L’administration pénitentiaire, je ne connais pas leur budget, mais je sais que les détenus souffrent. D’abord, il y a l’abus de pouvoir, des tortures humaines, il y a beaucoup d’erreurs judiciaires et la corruption. La prison n’est pas facile.

Mon premier séjour en prison remonte en 2001, c’était à Tambacounda. J’ai été accusé d’agression sur une personne. J’ai purgé une peine de trois ans. J’ai fait un an, deux mois et dix-huit jours (444 jours) à la prison de Kaffrine avant de revenir à Tambacounda par le biais de l’ancien ministre de la Justice, Serigne Diop. Je suis sorti de prison en 2005.

Ce qui m’a valu une condamnation de 2 ans ferme. J’ai été transféré à la prison de Koutal, le 3 mars 2006. J’ai été élargi de prison par une grâce présidentielle. A Koutal, nous avons enregistré 13 cas de décès en prison en un mois, durant l’année 2007. Des décès liés à la mauvaise alimentation des pensionnaires de la prison, des hémorragies internes dues aux cas de torture et à la chaleur accablante qui y règne. A la prison de Bakel, c’est du pareil au même. D’ailleurs, j’ai été transféré à la prison de Bakel par le régisseur Bada Fall en 2008-2009. Mon transfèrement à Bakel est dû à une évasion qui s’était produite à la prison de Tambacounda. Un certain Kaly Boubane a été torturé à mort par des gardes pénitentiaires. Ce que j’avais dénoncé du fond de ma cellule. Il m’arrivait d’élever la voix contre cet acte odieux perpétré sur la personne de ce détenu. Kaly s’était évadé avant d’être repris, puis torturé à mort. Aussitôt, ils m’ont transféré à Bakel. Arrivée à Bakel, c’était plus dur avec la chaleur accablante qui y sévit.

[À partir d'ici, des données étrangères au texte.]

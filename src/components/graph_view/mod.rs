mod component;
mod render;
pub mod scale;
mod state;

pub use component::GraphView;
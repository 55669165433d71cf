use leptos::prelude::*;

use crate::data::AccessoryData;

/// Group legend and map totals.
#[component]
pub fn Legend(accessory: RwSignal<Option<AccessoryData>>) -> impl IntoView {
	move || {
		accessory.with(|data| {
			data.as_ref().map(|data| {
				let rows = data
					.groups
					.iter()
					.map(|group| {
						let style = format!("color: {};", group.color());
						view! {
							<li style="padding-bottom: .75em;">
								<span class="legend-dot" style=style>"●"</span>
								" "
								{group.legend_text()}
							</li>
						}
					})
					.collect_view();
				let totals = data.total_pages_count.map(|total| {
					view! {
						<p class="totals">
							"Channels on the map: "
							{data.total_interesting_pages_count.unwrap_or(total)}
							" of "
							{total}
						</p>
					}
				});
				view! {
					<ul id="legend" class="list-unstyled">
						{rows}
					</ul>
					{totals}
				}
			})
		})
	}
}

Quelque temps après, je suis revenu à Tambacounda pour terminer ma peine. A Kaffrine, le scénario est similaire. A Tambacounda, il y a des chambres qui font 54, 57 détenus ; ce qui n’est pas normal. A Bakel, les chambres font 36 à 40 détenus. A Koutal, c’est le sommet, puisque c’est trois secteurs et les chambres font 60 détenus.

Je lance un appel au ministre de la Justice pour élargir les prisons. La prison devrait être un lieu de correction et non un lieu de torture. Quelqu’un qui subit des brimades, à sa sortie de prison, il devient rancunier. C’est mon cas, je vous jure que je suis très remonté contre la justice. J’ai beaucoup souffert et j’ai vu toutes sortes de maux dans les prisons. Des toilettes malsaines où il faut faire un rang pour y accéder.»